To head off the obvious retort, yes consciousness is an emergent phenomenon. So what? That doesn't preclude a silicon (or other artificial) version. Technology isn't there yet (emphasis on_ yet_) but it hasn't stalled, either. Very recently, someone developed an artificial neuron that behaves like a natural one, in that it takes multiple inputs and generates multiple possible outputs based on those inputs, and is trainable (i.e. it learns and remembers). At some point, I believe they'll put together something that learns, is curious, can make inferences, and has opinions--and all this without those attributes having been specifically programmed in. At that point, saying it doesn't 'think' is going to sound a lot like a True Scotsman argument -- thinking is defined as something only organics do, therefore it isn't really 'thinking'

Just my 2 cents.


----------



## Justin Swanton (Jan 31, 2018)

It's fairly clear that several posters do not understand what is meant by an 'abstract concept.' The human mind thinks in abstractions and the point about abstractions is that they are not reducible to anything physical.
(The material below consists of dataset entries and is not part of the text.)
//! `corepc-node`-backed regtest fixtures for chain adapter tests: a
//! wallet-loaded, passphrase-encrypted node, since the gateway's forward
//! flow needs `walletpassphrase`/`signrawtransactionwithwallet`.

use bitcoin::{Address, BlockHash};
use corepc_node::Node;

use crate::chain::client::{Auth, RpcChainClient};

/// The passphrase fixtures encrypt the regtest wallet with.
pub const TEST_WALLET_PASSPHRASE: &str = "correct horse battery staple";

fn get_auth(bitcoind: &Node) -> (String, String) {
    let cookie_values = bitcoind.params.get_cookie_values().unwrap().unwrap();
    (cookie_values.user, cookie_values.password)
}

/// Mines `count` blocks, crediting `address` (or a fresh node address) with
/// the coinbase reward.
pub fn mine_blocks(
    bitcoind: &Node,
    count: usize,
    address: Option<Address>,
) -> anyhow::Result<Vec<BlockHash>> {
    let coinbase_address = match address {
        Some(address) => address,
        None => bitcoind.client.new_address()?,
    };
    let hashes = bitcoind
        .client
        .generate_to_address(count as _, &coinbase_address)?
        .0
        .iter()
        .map(|hash| hash.parse::<BlockHash>())
        .collect::<Result<Vec<_>, _>>()?;
    Ok(hashes)
}

/// Spins up a regtest `bitcoind`, encrypts its wallet with
/// [`TEST_WALLET_PASSPHRASE`], and returns a connected [`RpcChainClient`]
/// alongside the node handle (which must stay alive for the client to work).
pub async fn get_bitcoind_and_client() -> anyhow::Result<(Node, RpcChainClient)> {
    let bitcoind = Node::from_downloaded()?;
    bitcoind
        .client
        .call::<serde_json::Value>("encryptwallet", &[TEST_WALLET_PASSPHRASE.into()])
        .ok();

    let url = bitcoind.rpc_url();
    let (user, password) = get_auth(&bitcoind);
    let client = RpcChainClient::connect(
        url,
        Auth::UserPass(user, password),
        TEST_WALLET_PASSPHRASE.to_string(),
        None,
        None,
    )
    .await?;
    Ok((bitcoind, client))
}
They are not the same as a memory, a feeling, a visual or audio impression, or any combination thereof, although they can certainly carry sensory impressions or emotions with them. 'Justice' for example can carry the emotion of revenge with it, but the concept of justice is not itself reductible to vengeful feelings.

(to prove the point, look at every word in preceding paragraph: not a single one stands for any particular, concrete object or sensory impression; they are all generalisations, indicating realities that in the real world can have very different physical or sensory characteristics)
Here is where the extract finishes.